Wind the clock back to the 19th century. Some young innovator wakes up and thinks, “mmmmm that chocolate stuff is interesting. People are eating a lot of vegetables. I wonder if I can rapidly pivot my peasant existence by applying Ye Olde Disruption, to get people to eat tonnes of chocolate!” (I’ve found a better way to capture a written evil laugh, so let’s go with “Mwuuhahahaha”)

It’s not a noble idea, eating chocolate, it doesn’t exactly do any good in the world. Nonetheless, our young chocolatier turns up on the 19th century version of Shark Tank – back then it was called Ye Olde Chamber of Alchemy. “Me Lords, observe! I’ve discovered a new way to mould chocolate into egg shapes, and people are going to eat tonnes of this stuff.”

 

Shark Tank is not an Original Idea!

Ye Olde Sharks gaze blankly at the chocopreneur who has gained a few kilos due to product testing and validation. He says, “The public will buy them because it’s Easter.”

The most learned of Ye Olde Sharks objects, “Forsooth, do tell how one associates Easter with egg-shaped chocolate. Prey tell, what is ones’ addressable market and whosoever shall be the most prolific to gormandize on such useless produce.”

“Well it’s quite simple, everybody will eat them, save for those who are medically prevented from doing so, or those who have passed to the great chocolate factory in the sky.” The youngster certainly has a way with words.

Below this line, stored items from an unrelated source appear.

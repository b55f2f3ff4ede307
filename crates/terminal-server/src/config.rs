use std::{
    env, fmt,
    net::{AddrParseError, SocketAddr},
    time::Duration,
};

use core_sim::RelaunchPolicy;
use runtime::{DEFAULT_TICKS_PER_RUN, DEFAULT_TICK_INTERVAL};

const DEFAULT_LISTEN_ADDR: &str = "0.0.0.0:8080";

const ADDR_KEY: &str = "TERMINAL_SERVER_ADDR";
const TICK_INTERVAL_KEY: &str = "TERMINAL_TICK_INTERVAL_MS";
const TICKS_PER_RUN_KEY: &str = "TERMINAL_TICKS_PER_RUN";
const PRICE_SEED_KEY: &str = "TERMINAL_PRICE_SEED";
const RELAUNCH_POLICY_KEY: &str = "TERMINAL_RELAUNCH_POLICY";

#[derive(Debug, Clone)]
pub struct Config {
    pub listen_addr: SocketAddr,
    pub tick_interval: Duration,
    pub ticks_per_run: u32,
    pub price_seed: Option<u64>,
    pub relaunch_policy: RelaunchPolicy,
}

#[derive(Debug)]
pub enum ConfigError {
    InvalidListenAddr(AddrParseError),
    InvalidTickInterval,
    InvalidTicksPerRun,
    InvalidPriceSeed,
    InvalidRelaunchPolicy,
    NonUnicodeListenAddr,
    NonUnicodeTickInterval,
    NonUnicodeTicksPerRun,
    NonUnicodePriceSeed,
    NonUnicodeRelaunchPolicy,
}

impl fmt::Display for ConfigError {
    fn fmt(&self, f: &mut fmt::Formatter<'_>) -> fmt::Result {
        match self {
            Self::InvalidListenAddr(err) => {
                write!(f, "{ADDR_KEY} is not a valid socket address: {err}")
            }
            Self::InvalidTickInterval => {
                write!(f, "{TICK_INTERVAL_KEY} must be a whole number of milliseconds")
            }
            Self::InvalidTicksPerRun => {
                write!(f, "{TICKS_PER_RUN_KEY} must be a positive integer")
            }
            Self::InvalidPriceSeed => {
                write!(f, "{PRICE_SEED_KEY} must be an unsigned 64-bit integer")
            }
            Self::InvalidRelaunchPolicy => {
                write!(f, "{RELAUNCH_POLICY_KEY} must be one of: continue, reset")
            }
            Self::NonUnicodeListenAddr => write!(f, "{ADDR_KEY} contains non-unicode data"),
            Self::NonUnicodeTickInterval => {
                write!(f, "{TICK_INTERVAL_KEY} contains non-unicode data")
            }
            Self::NonUnicodeTicksPerRun => {
                write!(f, "{TICKS_PER_RUN_KEY} contains non-unicode data")
            }
            Self::NonUnicodePriceSeed => write!(f, "{PRICE_SEED_KEY} contains non-unicode data"),
            Self::NonUnicodeRelaunchPolicy => {
                write!(f, "{RELAUNCH_POLICY_KEY} contains non-unicode data")
            }
        }
    }
}

impl std::error::Error for ConfigError {
    fn source(&self) -> Option<&(dyn std::error::Error + 'static)> {
        match self {
            Self::InvalidListenAddr(err) => Some(err),
            _ => None,
        }
    }
}

impl Config {
    pub fn from_env() -> Result<Self, ConfigError> {
        let listen_addr = match env::var(ADDR_KEY) {
            Ok(value) => value.parse().map_err(ConfigError::InvalidListenAddr)?,
            Err(env::VarError::NotPresent) => DEFAULT_LISTEN_ADDR
                .parse()
                .expect("default listen address must be valid"),
            Err(env::VarError::NotUnicode(_)) => {
                return Err(ConfigError::NonUnicodeListenAddr);
            }
        };

        let tick_interval = match read_env(TICK_INTERVAL_KEY, ConfigError::NonUnicodeTickInterval)? {
            Some(value) => value
                .parse::<u64>()
                .map(Duration::from_millis)
                .map_err(|_| ConfigError::InvalidTickInterval)?,
            None => DEFAULT_TICK_INTERVAL,
        };

        let ticks_per_run = match read_env(TICKS_PER_RUN_KEY, ConfigError::NonUnicodeTicksPerRun)? {
            Some(value) => match value.parse::<u32>() {
                Ok(ticks) if ticks > 0 => ticks,
                _ => return Err(ConfigError::InvalidTicksPerRun),
            },
            None => DEFAULT_TICKS_PER_RUN,
        };

        let price_seed = read_env(PRICE_SEED_KEY, ConfigError::NonUnicodePriceSeed)?
            .map(|value| value.parse::<u64>())
            .transpose()
            .map_err(|_| ConfigError::InvalidPriceSeed)?;

        let relaunch_policy =
            match read_env(RELAUNCH_POLICY_KEY, ConfigError::NonUnicodeRelaunchPolicy)? {
                Some(value) => RelaunchPolicy::parse(value.as_str())
                    .ok_or(ConfigError::InvalidRelaunchPolicy)?,
                None => RelaunchPolicy::default(),
            };

        Ok(Self {
            listen_addr,
            tick_interval,
            ticks_per_run,
            price_seed,
            relaunch_policy,
        })
    }
}

fn read_env(key: &str, non_unicode_error: ConfigError) -> Result<Option<String>, ConfigError> {
    match env::var(key) {
        Ok(value) => Ok(Some(value)),
        Err(env::VarError::NotPresent) => Ok(None),
        Err(env::VarError::NotUnicode(_)) => Err(non_unicode_error),
    }
}

#[cfg(test)]
mod tests {
    use std::{env, sync::Mutex, time::Duration};

    use core_sim::RelaunchPolicy;

    use super::{
        Config, ConfigError, ADDR_KEY, PRICE_SEED_KEY, RELAUNCH_POLICY_KEY, TICKS_PER_RUN_KEY,
        TICK_INTERVAL_KEY,
    };

    static ENV_LOCK: Mutex<()> = Mutex::new(());

    struct EnvVarGuard {
        key: &'static str,
        previous: Option<std::ffi::OsString>,
    }

    impl EnvVarGuard {
        fn set(key: &'static str, value: &str) -> Self {
            let previous = env::var_os(key);
            env::set_var(key, value);
            Self { key, previous }
        }

        fn unset(key: &'static str) -> Self {
            let previous = env::var_os(key);
            env::remove_var(key);
            Self { key, previous }
        }

        #[cfg(unix)]
        fn set_os(key: &'static str, value: std::ffi::OsString) -> Self {
            let previous = env::var_os(key);
            env::set_var(key, value);
            Self { key, previous }
        }
    }

    impl Drop for EnvVarGuard {
        fn drop(&mut self) {
            match self.previous.take() {
                Some(value) => env::set_var(self.key, value),
                None => env::remove_var(self.key),
            }
        }
    }

    fn reset_config_env_baseline() -> [EnvVarGuard; 5] {
        [
            EnvVarGuard::unset(ADDR_KEY),
            EnvVarGuard::unset(TICK_INTERVAL_KEY),
            EnvVarGuard::unset(TICKS_PER_RUN_KEY),
            EnvVarGuard::unset(PRICE_SEED_KEY),
            EnvVarGuard::unset(RELAUNCH_POLICY_KEY),
        ]
    }

    #[test]
    fn defaults_when_env_is_unset() {
        let _lock = ENV_LOCK.lock().unwrap();
        let _baseline = reset_config_env_baseline();

        let config = Config::from_env().unwrap();

        assert_eq!(config.listen_addr, "0.0.0.0:8080".parse().unwrap());
        assert_eq!(config.tick_interval, Duration::from_millis(400));
        assert_eq!(config.ticks_per_run, 100);
        assert_eq!(config.price_seed, None);
        assert_eq!(config.relaunch_policy, RelaunchPolicy::Continue);
    }

    #[test]
    fn uses_overrides_from_env() {
        let _lock = ENV_LOCK.lock().unwrap();
        let _baseline = reset_config_env_baseline();
        let _addr = EnvVarGuard::set(ADDR_KEY, "127.0.0.1:9090");
        let _interval = EnvVarGuard::set(TICK_INTERVAL_KEY, "0");
        let _ticks = EnvVarGuard::set(TICKS_PER_RUN_KEY, "25");
        let _seed = EnvVarGuard::set(PRICE_SEED_KEY, "42");
        let _policy = EnvVarGuard::set(RELAUNCH_POLICY_KEY, "reset");

        let config = Config::from_env().unwrap();

        assert_eq!(config.listen_addr, "127.0.0.1:9090".parse().unwrap());
        assert_eq!(config.tick_interval, Duration::ZERO);
        assert_eq!(config.ticks_per_run, 25);
        assert_eq!(config.price_seed, Some(42));
        assert_eq!(config.relaunch_policy, RelaunchPolicy::Reset);
    }

    #[test]
    fn returns_error_for_invalid_listen_address_override() {
        let _lock = ENV_LOCK.lock().unwrap();
        let _baseline = reset_config_env_baseline();
        let _guard = EnvVarGuard::set(ADDR_KEY, "not-an-addr");

        let err = Config::from_env().unwrap_err();

        assert!(matches!(err, ConfigError::InvalidListenAddr(_)));
    }

    #[test]
    fn rejects_zero_ticks_per_run() {
        let _lock = ENV_LOCK.lock().unwrap();
        let _baseline = reset_config_env_baseline();
        let _guard = EnvVarGuard::set(TICKS_PER_RUN_KEY, "0");

        let err = Config::from_env().unwrap_err();

        assert!(matches!(err, ConfigError::InvalidTicksPerRun));
    }

    #[test]
    fn rejects_malformed_numeric_overrides() {
        let _lock = ENV_LOCK.lock().unwrap();
        let _baseline = reset_config_env_baseline();

        {
            let _guard = EnvVarGuard::set(TICK_INTERVAL_KEY, "-5");
            assert!(matches!(
                Config::from_env().unwrap_err(),
                ConfigError::InvalidTickInterval
            ));
        }
        {
            let _guard = EnvVarGuard::set(PRICE_SEED_KEY, "seed");
            assert!(matches!(
                Config::from_env().unwrap_err(),
                ConfigError::InvalidPriceSeed
            ));
        }
    }

    #[test]
    fn rejects_unknown_relaunch_policy() {
        let _lock = ENV_LOCK.lock().unwrap();
        let _baseline = reset_config_env_baseline();
        let _guard = EnvVarGuard::set(RELAUNCH_POLICY_KEY, "restart");

        let err = Config::from_env().unwrap_err();

        assert!(matches!(err, ConfigError::InvalidRelaunchPolicy));
        assert_eq!(
            err.to_string(),
            "TERMINAL_RELAUNCH_POLICY must be one of: continue, reset"
        );
    }

    #[cfg(unix)]
    #[test]
    fn returns_error_for_non_unicode_ticks_per_run() {
        use std::os::unix::ffi::OsStringExt;

        let _lock = ENV_LOCK.lock().unwrap();
        let _baseline = reset_config_env_baseline();
        let _guard = EnvVarGuard::set_os(TICKS_PER_RUN_KEY, std::ffi::OsString::from_vec(vec![0x66, 0x80]));

        let err = Config::from_env().unwrap_err();

        assert!(matches!(err, ConfigError::NonUnicodeTicksPerRun));
    }
}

“Nae, I say again, nae! I see no reason for the proletariat to participate of this wasteful idea. Therefore, I do declare forthwith, I be out!”, and with that the most learned of Ye Olde Sharks withdraws from the best pitch the show has ever seen.

Undeterred, our egg headed founder continues, “Well the key to success is that people will lie to their children, telling them that there be a mystical furry rabbit that hops around in the small hours of the night, dispatching eggs to secret locations.”

 

Hitherto Unseen Hilarity!

Ye OIde Chamber of Alchemy has never seen the esteemed panel of investors rolling on the floor in hysterics, with tears of laughter on their cheeks. Until this point.

When the ability to breathe normally returns, the next Shark challenges, “The young fool appears to be confused, nae, delirious. Rabbits and eggs. Surely, we already have enough confusion with the sequence of arrival between said eggs and chickens. Eggs and chickens are undeniably inseparable. Crazy young fool, I will partake of this nonsense no more. Hereon in, I shall have no more of it sir!”

Only one final Shark remains, his brow wrinkled. “So, people will eat them, in fact, they will ensure their offspring eats them, by saying that a furry rabbit hops around in the night, deposits them in hiding places, and upon wakening, children will scurry to find them as if possessed by demons. Henceforth upon finding the eggs the young ones will sit quietly and eat them?”

“Yes sir, I believe you have captured the essence of what future participants will call my defensibility, unique value proposition and in years to come, the most learned of them all, a Soothsayer called Simon Sinek will call my ‘Why for’!”

“I shall offer you five bushels of corn for 80% of your venture young man, and bid you good day!” Says the Lord SupaMarket the most infamous investor of his time.

History Teaches Inescapable Facts

It seems clear to me based on this factual and historical account of how a Startup created an entire industry, that not much thought went into the facts, truth, human needs and betterment of society. Not dissimilar to this article actually.

Merely, a sacred time of year was hijacked, a product was inserted into the market and a huge marketing machine churned to ensure mankind consumed something of little value.  Mmmmmm this is getting embarrassing – that’s exactly like this article!

So next time you explain your product or service, or pitch it, ensure you’ve consulted with a friend or expert who is knowledgeable about the prestidigitation that is marketing.

Consume all you can about where your market is, how you reach it, how much product or service will be consumed and what magical distractions you can conjure forth that consumers will attach their emotions too.

Try telling them that enormous benefits shall be bestowed upon them by a mystical Startup Unicorn who flies around in the night sprinkling beautiful value-propositions upon them.

Parting Wisdom

Happy Easter, and yae, be sparing with engorgement of your soul with that dark sweet substance!